Não, não se trata da vivência de um festival de cinema,
mas de uma experiência pré-festival. As atividades finais
do comitê de seleção internacional do Festival Internacional
de Curtas do Rio de Janeiro, o Curta Cinema, do qual
fiz parte, me consumiram os primeiros três dias de Festival
do Rio. Como consolo, além de um amplo panorama do que
está sendo realizado em audiovisual no mundo, a antevisão
de que teremos uma bela amostra de curtas-metragens
estrangeiros durante o festival, que ocorrerá de 25
de outubro a 4 de novembro. A lista final encontra-se
aqui.
Passado este período de intensa garimpagem e descobertas,
mergulho finalmente no Festival do Rio e me deparo com
Homens na Terra, de Ariane Michel. A aposta pessoal
no filme, advinda da pesquisa no site
dedicado a ele, se confirma na projeção. Obra de estranheza
extrema dentro de um festival de cinema, com seu tempo
contemplativo ao limite e sua narrativa quase impenetrável,
Homens na Terra me instiga profundamente e me
faz querer conhecer outras obras de Michel. Artista
plástica e vídeo-artista, a diretora confirma, em entrevista
sobre o filme, o que se vê na tela: um verdadeiro estudo
sobre a construção do olhar, interessado
sobretudo na opacidade da vida animal. Mais no texto
que escreverei sobre o filme. Em termos de apostas coletivas,
ontem foi o dia de estar face-a-face com o aguardado
I’m Not There, de Todd Haynes, em cabine de imprensa.

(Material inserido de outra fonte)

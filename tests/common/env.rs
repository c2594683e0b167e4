//! Test environment for isolated descsync runs.

use std::fs;
use std::path::{Path, PathBuf};
use std::process::Command;

use tempfile::TempDir;

/// Result of running a descsync CLI command
#[derive(Debug)]
pub struct TestResult {
    pub success: bool,
    pub exit_code: i32,
    pub stdout: String,
    pub stderr: String,
}

impl TestResult {
    /// Parse stdout as a single JSON document
    pub fn json(&self) -> serde_json::Value {
        serde_json::from_str(self.stdout.trim()).unwrap_or_else(|e| {
            panic!(
                "stdout is not JSON ({}):\n{}\nstderr:\n{}",
                e, self.stdout, self.stderr
            )
        })
    }

    /// Combine stdout and stderr
    pub fn combined_output(&self) -> String {
        format!("{}\n{}", self.stdout, self.stderr)
    }
}

/// Isolated environment: a working directory holding the store, catalogs
/// and an optional `descsync.toml`, with HOME and XDG dirs pointed inside it.
pub struct TestEnv {
    pub root: TempDir,
    bin: PathBuf,
}

impl TestEnv {
    pub fn new() -> Self {
        Self {
            root: tempfile::tempdir().unwrap(),
            bin: PathBuf::from(env!("CARGO_BIN_EXE_descsync")),
        }
    }

    pub fn path(&self, relative: &str) -> PathBuf {
        self.root.path().join(relative)
    }

    pub fn store_path(&self) -> PathBuf {
        self.path("store")
    }

    /// Write a catalog document and return its `file://` locator.
    pub fn write_catalog(&self, name: &str, body: &str) -> String {
        let path = self.path(&format!("catalogs/{}", name));
        fs::create_dir_all(path.parent().unwrap()).unwrap();
        fs::write(&path, body).unwrap();
        file_url(&path)
    }

    pub fn write_config(&self, body: &str) {
        fs::write(self.path("descsync.toml"), body).unwrap();
    }

    /// Run descsync with the isolated store.
    pub fn run(&self, args: &[&str]) -> TestResult {
        let home = self.path("home");
        fs::create_dir_all(&home).unwrap();

        let output = Command::new(&self.bin)
            .current_dir(self.root.path())
            .env("HOME", &home)
            .env("XDG_CONFIG_HOME", home.join(".config"))
            .env("XDG_DATA_HOME", home.join(".local/share"))
            .env("DESCSYNC_STORE_PATH", self.store_path())
            .env_remove("RUST_LOG")
            .args(args)
            .output()
            .unwrap();

        TestResult {
            success: output.status.success(),
            exit_code: output.status.code().unwrap_or(-1),
            stdout: String::from_utf8_lossy(&output.stdout).to_string(),
            stderr: String::from_utf8_lossy(&output.stderr).to_string(),
        }
    }
}

pub fn file_url(path: &Path) -> String {
    format!("file://{}", path.display())
}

Na tela, a obra atinge a expectativa e a ultrapassa,
como em todo grande filme. I’m Not There é o
monumento que esperávamos e é mais: é fluxo de imagens
e sons impossíveis de serem previstos. Arrebatamento
dos sentidos, profusão de emoções. O filme de Todd Haynes
é uma obra em auto-ebulição, uma avalanche e um quebra-cabeça
cinematográfico, que provoca a um só tempo maravilhamento
e dificuldade crítica. Na saída do cinema, a sensação
de ter vivido mais do que o possível em duas horas (sensação,
aliás, partilhada pela experiência efusiva do filme
de Naomi Kawase, Floresta dos Lamentos) e a certeza
de que ainda falaremos muito sobre ele. (TM)

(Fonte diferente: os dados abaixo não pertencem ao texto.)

//! Service Description Use Case
//!
//! Register, update, refresh, delete, enable and disable service
//! descriptions while keeping each client's operation catalog consistent.

mod options;
mod result;
mod use_case;


pub use options::SyncOptions;
pub use result::SyncOutcome;
pub use use_case::ServiceDescriptionUseCase;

Quarta-feira, 26 de setembro de 2007
Filmes em episódios feitos por vários
diretores de vários países... eles estão
na moda no circuito internacional de festivais, eles
são a condensação do "world
cinema". O principal representante do fenômeno
em 2007 é O Estado do Mundo, ao qual assisti
ontem. O filme tem um aspecto interessante de se assemelhar,
na era das câmeras digitais portáteis,
ao desejo de Lumière de espalhar seus cinegrafistas
pelos quatro cantos do planeta e compor registros sobre
as coisas mais variadas, desde monumentos históricos
até passagens de transeuntes, uma enciclopédia
do mundo em movimento. Os episódios bons vêm
de quem já prevíamos. Vicente Ferraz pagou
mico internacional. O tal do Ayisha Abraham? Fez um
diário com ares miserabilistas e enfadonhos.
Wang Bing? Conceitualmente interessante, mas um filme
fácil no fundo, um teatrinho brechtiano que amontoa
num mesmo espaço a China contemporânea
e seu passado maoísta. Fórmula simplista
demais para um diretor de quem eu esperava tanto...

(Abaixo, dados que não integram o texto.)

//! JSON Event Sink
//!
//! Outputs sync events as NDJSON for automation consumption.

use crate::domain::ports::{SyncEvent, SyncEventSink};
use std::io::{self, Write};
use std::sync::Mutex;

/// Event sink that outputs one JSON object per line
pub struct JsonEventSink {
    /// Mutex to ensure thread-safe writes
    writer: Mutex<Box<dyn Write + Send>>,
}

impl JsonEventSink {
    /// Create a new JSON event sink writing to stderr, leaving stdout to
    /// command results
    pub fn stderr() -> Self {
        Self {
            writer: Mutex::new(Box::new(io::stderr())),
        }
    }

    /// Create a JSON event sink writing to a custom writer
    pub fn with_writer<W: Write + Send + 'static>(writer: W) -> Self {
        Self {
            writer: Mutex::new(Box::new(writer)),
        }
    }

    fn write_event(&self, event: serde_json::Value) {
        if let Ok(mut writer) = self.writer.lock() {
            let _ = writeln!(writer, "{}", event);
            let _ = writer.flush();
        }
    }
}

impl SyncEventSink for JsonEventSink {
    fn on_event(&self, event: SyncEvent) {
        let json = match event {
            SyncEvent::Started {
                action,
                client_id,
                url,
            } => {
                serde_json::json!({
                    "event": "start",
                    "action": action.as_str(),
                    "client": client_id.to_string(),
                    "url": url,
                })
            }

            SyncEvent::Parsed {
                url,
                operation_count,
            } => {
                serde_json::json!({
                    "event": "parsed",
                    "url": url,
                    "operations": operation_count,
                })
            }

            SyncEvent::ConflictsDetected {
                url,
                conflict_count,
            } => {
                serde_json::json!({
                    "event": "conflicts_detected",
                    "url": url,
                    "conflicts": conflict_count,
                })
            }

            SyncEvent::WarningsCollected { url, warning_count } => {
                serde_json::json!({
                    "event": "warnings_collected",
                    "url": url,
                    "warnings": warning_count,
                })
            }

            SyncEvent::Rejected { action, url, code } => {
                serde_json::json!({
                    "event": "rejected",
                    "action": action.as_str(),
                    "url": url,
                    "code": code,
                })
            }

            SyncEvent::Committed {
                action,
                client_id,
                description_id,
                added,
                removed,
            } => {
                serde_json::json!({
                    "event": "committed",
                    "action": action.as_str(),
                    "client": client_id.to_string(),
                    "description_id": description_id.value(),
                    "added": added,
                    "removed": removed,
                })
            }

            SyncEvent::Deleted {
                client_id,
                description_id,
            } => {
                serde_json::json!({
                    "event": "deleted",
                    "client": client_id.to_string(),
                    "description_id": description_id.value(),
                })
            }

            SyncEvent::Toggled {
                description_ids,
                enabled,
            } => {
                let ids: Vec<u64> = description_ids.iter().map(|id| id.value()).collect();
                serde_json::json!({
                    "event": if enabled { "enabled" } else { "disabled" },
                    "description_ids": ids,
                })
            }
        };

        self.write_event(json);
    }
}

Mas restam lá algumas imagens fortes, de textura
e luz bastante expressivas em meio à assustadora
paisagem industrial. Apichatpong? Um belo filme ritualista
e vitalista, uma correnteza ora serena, ora turbulenta.
Pedro Costa? Jogou em casa e fez um filme bem forte,
com a mesma identidade estética de Juventude
em Marcha, ambientado naquela terra imaginária
esquisita, idílica e poética, como um
universo pictural que precisamos prolongar mentalmente
a partir do quadro exuberante que o artista nos oferece.
E tem a Chantal Akerman... esta proporcionou a grande
experiência do filme. Ela captou alguns momentos
do anoitecer em Xangai, lugar de arranha-céus
e saturação de signos visuais e sonoros.
As poucas pessoas que aparecem no filme são efemeridades,
às vezes são somente vultos fugidios em
contra-luz. No fim, sobram apenas as imagens, elas são
as únicas coisas com poder de permanência
nesse lugar. De tão onipresentes, essas imagens
nem recebem mais o olhar das pessoas (é o contrário
que ameaça acontecer). Um mundo de anônimos
vigiado por imagens, e por fim um mundo só de
imagens e sons. Tem a música no fundo, hits pop
em idiomas diversos. No longuíssimo plano final,
Akerman traça um arco de Lumière à
vídeo-instalação, à imagem-ambiência,
passando, claro, por Andy Warhol. (LCOJr)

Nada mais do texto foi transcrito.